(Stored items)
════════

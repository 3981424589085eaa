pub mod core {
    pub mod config;
    pub mod error;
    pub mod poller;
    pub mod routes;
    pub mod state;
    pub mod tracing_init;
}

pub mod models {
    pub mod patch;
    pub mod server;
    pub mod task;
}

pub mod transport {
    pub mod http;
    pub mod retry;
}

pub mod codec {
    pub mod jsonrpc;
    pub mod xmlrpc;
}

pub mod vault {
    pub mod crypto;
    pub mod service;
    pub mod session;
}

pub mod differ {
    pub mod patch;
    pub mod savings;
}

pub mod stores {
    pub mod kv_store;
    pub mod snapshot_store;
}

pub mod clients {
    pub mod aria2;
    pub mod client;
    pub mod factory;
    pub mod flood;
    pub mod qbittorrent;
    pub mod rtorrent;
    pub mod transmission;
    pub mod utorrent;

    #[cfg(test)]
    pub mod mock_server;
}

pub mod metrics {
    pub mod collector;
}

pub mod handlers {
    pub mod fallback;
    pub mod health;
    pub mod metrics;
    pub mod servers;
}

pub mod utils {
    pub mod time;
}
use crate::models::server::ServerConfig;
use crate::transport::http::TransportSettings;
use crate::transport::retry::RetryPolicy;
use crate::vault::crypto::DEFAULT_ITERATIONS;
use anyhow::{bail, Context, Result};
use serde::Deserialize;
use std::path::PathBuf;
use std::time::Duration;

#[derive(Debug, Clone, Deserialize)]
pub struct Config {
    pub server: ListenConfig,
    pub vault: VaultConfig,
    #[serde(default)]
    pub poll: PollConfig,
    #[serde(default)]
    pub logging: LoggingConfig,
    /// Servers written to a vault that is being initialized; ignored afterwards
    #[serde(default)]
    pub servers: Vec<ServerConfig>,
}

#[derive(Debug, Clone, Deserialize)]
pub struct ListenConfig {
    #[serde(default = "default_bind")]
    pub bind: String,
    pub port: u16,
    #[serde(default = "default_num_threads")]
    pub num_threads: usize,
}

#[derive(Debug, Clone, Deserialize)]
pub struct VaultConfig {
    /// JSON file backing the key-value store
    pub path: PathBuf,
    /// Environment variable holding the passphrase
    #[serde(default = "default_passphrase_env")]
    pub passphrase_env: String,
    #[serde(default = "default_kdf_iterations")]
    pub kdf_iterations: u32,
}

#[derive(Debug, Clone, Deserialize)]
pub struct PollConfig {
    #[serde(default = "default_interval_secs")]
    pub interval_secs: u64,
    #[serde(default = "default_request_timeout_secs")]
    pub request_timeout_secs: u64,
    #[serde(default = "default_max_retries")]
    pub max_retries: u32,
    #[serde(default = "default_base_delay_ms")]
    pub base_delay_ms: u64,
    #[serde(default = "default_max_delay_ms")]
    pub max_delay_ms: u64,
}

#[derive(Debug, Clone, Deserialize)]
pub struct LoggingConfig {
    #[serde(default = "default_log_level")]
    pub level: String,
    #[serde(default = "default_log_format")]
    pub format: String,
    #[serde(default = "default_console")]
    pub console: bool,
}

impl Default for PollConfig {
    fn default() -> Self {
        Self {
            interval_secs: default_interval_secs(),
            request_timeout_secs: default_request_timeout_secs(),
            max_retries: default_max_retries(),
            base_delay_ms: default_base_delay_ms(),
            max_delay_ms: default_max_delay_ms(),
        }
    }
}

impl Default for LoggingConfig {
    fn default() -> Self {
        Self {
            level: default_log_level(),
            format: default_log_format(),
            console: default_console(),
        }
    }
}

// Default value functions
fn default_bind() -> String {
    "127.0.0.1".to_string()
}

fn default_num_threads() -> usize {
    num_cpus::get()
}

fn default_passphrase_env() -> String {
    "SEEDHUB_PASSPHRASE".to_string()
}

fn default_kdf_iterations() -> u32 {
    DEFAULT_ITERATIONS
}

fn default_interval_secs() -> u64 {
    10
}

fn default_request_timeout_secs() -> u64 {
    30
}

fn default_max_retries() -> u32 {
    3
}

fn default_base_delay_ms() -> u64 {
    500
}

fn default_max_delay_ms() -> u64 {
    10_000
}

fn default_log_level() -> String {
    "info".to_string()
}

fn default_log_format() -> String {
    "json".to_string()
}

fn default_console() -> bool {
    false
}

impl PollConfig {
    pub fn interval(&self) -> Duration {
        Duration::from_secs(self.interval_secs)
    }

    /// Transport settings handed to every adapter
    pub fn transport_settings(&self) -> TransportSettings {
        let retry = (self.max_retries > 0).then(|| RetryPolicy {
            max_retries: self.max_retries,
            base_delay: Duration::from_millis(self.base_delay_ms),
            max_delay: Duration::from_millis(self.max_delay_ms),
            ..RetryPolicy::default()
        });

        TransportSettings {
            timeout: Duration::from_secs(self.request_timeout_secs),
            retry,
        }
    }
}

impl Config {
    /// Load configuration from a TOML file
    pub fn from_file(path: &PathBuf) -> Result<Self> {
        let content = std::fs::read_to_string(path)
            .context(format!("Failed to read config file: {}", path.display()))?;

        let config = Self::from_toml(&content)?;
        Ok(config)
    }

    pub fn from_toml(content: &str) -> Result<Self> {
        let config: Config = toml::from_str(content).context("Failed to parse config file")?;
        config.validate()?;
        Ok(config)
    }

    /// Validate configuration values
    pub fn validate(&self) -> Result<()> {
        if self.server.port == 0 {
            bail!("Server port must be greater than 0");
        }

        if self.server.num_threads == 0 {
            bail!("num_threads must be greater than 0");
        }

        if self.vault.path.as_os_str().is_empty() {
            bail!("vault.path must not be empty");
        }

        if self.vault.passphrase_env.is_empty() {
            bail!("vault.passphrase_env must not be empty");
        }

        if self.vault.kdf_iterations == 0 {
            bail!("vault.kdf_iterations must be greater than 0");
        }

        if self.poll.interval_secs == 0 {
            bail!("poll.interval_secs must be greater than 0");
        }

        if self.poll.request_timeout_secs == 0 {
            bail!("poll.request_timeout_secs must be greater than 0");
        }

        if self.poll.base_delay_ms > self.poll.max_delay_ms {
            bail!(
                "poll.base_delay_ms ({}) must not exceed poll.max_delay_ms ({})",
                self.poll.base_delay_ms,
                self.poll.max_delay_ms
            );
        }

        let mut names = std::collections::HashSet::new();
        for server in &self.servers {
            if server.name.is_empty() {
                bail!("Every [[servers]] entry needs a name");
            }
            if !names.insert(server.name.as_str()) {
                bail!("Duplicate server name '{}'", server.name);
            }
        }

        let valid_levels = ["trace", "debug", "info", "warn", "error"];
        if !valid_levels.contains(&self.logging.level.as_str()) {
            bail!(
                "Invalid log level '{}'. Must be one of: trace, debug, info, warn, error",
                self.logging.level
            );
        }

        let valid_formats = ["json", "console"];
        if !valid_formats.contains(&self.logging.format.as_str()) {
            bail!(
                "Invalid log format '{}'. Must be one of: json, console",
                self.logging.format
            );
        }

        Ok(())
    }
}

#[cfg(test)]
mod tests {
    use super::*;
    use std::io::Write;
    use tempfile::NamedTempFile;

    const MINIMAL: &str = r#"
        [server]
        port = 8090

        [vault]
        path = "seedhub.json"
    "#;

    #[test]
    fn test_minimal_config_uses_defaults() {
        let config = Config::from_toml(MINIMAL).unwrap();

        assert_eq!(config.server.bind, "127.0.0.1");
        assert!(config.server.num_threads > 0);
        assert_eq!(config.vault.passphrase_env, "SEEDHUB_PASSPHRASE");
        assert_eq!(config.vault.kdf_iterations, DEFAULT_ITERATIONS);
        assert_eq!(config.poll.interval_secs, 10);
        assert_eq!(config.logging.format, "json");
        assert!(config.servers.is_empty());
    }

    #[test]
    fn test_seed_servers_parse() {
        let content = format!(
            "{}\n{}",
            MINIMAL,
            r#"
            [[servers]]
            name = "home"
            type = "qbittorrent"
            url = "http://nas:8080"
            username = "admin"
            password = "adminadmin"

            [servers.options]
            rpc_path = "/custom"
            "#
        );
        let config = Config::from_toml(&content).unwrap();

        assert_eq!(config.servers.len(), 1);
        assert_eq!(config.servers[0].client_type, "qbittorrent");
        assert_eq!(config.servers[0].option_str("rpc_path"), Some("/custom"));
        assert!(config.servers[0].visible);
    }

    #[test]
    fn test_validation_failures() {
        let zero_port = MINIMAL.replace("8090", "0");
        assert!(Config::from_toml(&zero_port).is_err());

        let bad_level = format!("{}\n[logging]\nlevel = \"loud\"\n", MINIMAL);
        assert!(Config::from_toml(&bad_level).is_err());

        let bad_delays = format!("{}\n[poll]\nbase_delay_ms = 5000\nmax_delay_ms = 100\n", MINIMAL);
        assert!(Config::from_toml(&bad_delays).is_err());

        let duplicate = format!(
            "{}\n{}",
            MINIMAL,
            r#"
            [[servers]]
            name = "a"
            type = "aria2"
            url = "http://x"

            [[servers]]
            name = "a"
            type = "aria2"
            url = "http://y"
            "#
        );
        assert!(Config::from_toml(&duplicate).is_err());
    }

    #[test]
    fn test_transport_settings() {
        let config = Config::from_toml(MINIMAL).unwrap();
        let settings = config.poll.transport_settings();
        assert_eq!(settings.timeout, Duration::from_secs(30));
        assert_eq!(settings.retry.as_ref().map(|r| r.max_retries), Some(3));

        let no_retry = format!("{}\n[poll]\nmax_retries = 0\n", MINIMAL);
        let config = Config::from_toml(&no_retry).unwrap();
        assert!(config.poll.transport_settings().retry.is_none());
    }

    #[test]
    fn test_from_file() {
        let mut file = NamedTempFile::new().unwrap();
        file.write_all(MINIMAL.as_bytes()).unwrap();

        let config = Config::from_file(&file.path().to_path_buf()).unwrap();
        assert_eq!(config.server.port, 8090);
        assert!(Config::from_file(&PathBuf::from("/nonexistent/seedhub.toml")).is_err());
    }
}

════════

■ **What to work on**
Each line of the records that contains the string "Some" must be copied.

■ **Written solution**
        assert_eq!(config.servers[0].option_str("rpc_path"), Some("/custom"));
        assert_eq!(settings.retry.as_ref().map(|r| r.max_retries), Some(3));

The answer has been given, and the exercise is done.